Work to complete: Write out the entries, please, from the line containing "-> Result<Message, ContactError>" through their final line, exactly and with nothing else.

Stored data
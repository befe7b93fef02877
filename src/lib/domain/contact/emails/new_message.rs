//! New contact message email

use askama::Template;
use chrono::{DateTime, Utc};

use crate::domain::{
    communication::mailer::{Message, ReplyTo},
    contact::{errors::ContactError, service::ContactSettings, submission::Submission},
};

/// The format used for the received-at timestamp
const RECEIVED_AT_FORMAT: &str = "%d/%m/%Y at %H:%M UTC";

/// New contact message template
#[derive(Debug, Template)]
#[template(path = "emails/contact/new_message.html")]
pub struct NewContactMessageTemplate<'a> {
    /// Name of the site the form lives on
    pub site_name: &'a str,

    /// Sender's name
    pub name: &'a str,

    /// Sender's email address
    pub email: &'a str,

    /// Human readable subject
    pub subject_label: &'a str,

    /// Message body
    pub message: &'a str,

    /// When the message was received
    pub received_at: String,
}

impl<'a> NewContactMessageTemplate<'a> {
    /// Creates a new `NewContactMessageTemplate`
    pub fn new(site_name: &'a str, submission: &'a Submission, received_at: DateTime<Utc>) -> Self {
        Self {
            site_name,
            name: &submission.name,
            email: submission.email.as_str(),
            subject_label: submission.subject.label(),
            message: &submission.message,
            received_at: received_at.format(RECEIVED_AT_FORMAT).to_string(),
        }
    }

    /// Renders the plain text version of the email
    pub fn render_plain(&self) -> String {
        format!(
            "New contact message - {site_name}\n\n\
             Name / Brand : {name}\n\
             Email        : {email}\n\
             Subject      : {subject}\n\
             Date         : {received_at}\n\n\
             Message:\n{message}\n",
            site_name = self.site_name,
            name = self.name,
            email = self.email,
            subject = self.subject_label,
            received_at = self.received_at,
            message = self.message,
        )
    }
}

/// Builds the email forwarded to the site owner for `submission`
pub fn compose(
    settings: &ContactSettings,
    submission: &Submission,
    received_at: DateTime<Utc>,
) -> Result<Message, ContactError> {
    let template = NewContactMessageTemplate::new(&settings.site_name, submission, received_at);

    Ok(Message {
        to: settings.recipient.clone(),
        reply_to: Some(ReplyTo {
            name: submission.name.clone(),
            address: submission.email.clone(),
        }),
        subject: format!(
            "{} - {}",
            settings.subject_prefix,
            submission.subject.label()
        ),
        html_body: css_inline::inline(&template.render()?)?,
        plain_body: template.render_plain(),
    })
}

Problem solution:
) -> Result<Message, ContactError> {
    let template = NewContactMessageTemplate::new(&settings.site_name, submission, received_at);

    Ok(Message {
        to: settings.recipient.clone(),
        reply_to: Some(ReplyTo {
            name: submission.name.clone(),
            address: submission.email.clone(),
        }),
        subject: format!(
            "{} - {}",
            settings.subject_prefix,
            submission.subject.label()
        ),
        html_body: css_inline::inline(&template.render()?)?,
        plain_body: template.render_plain(),
    })
}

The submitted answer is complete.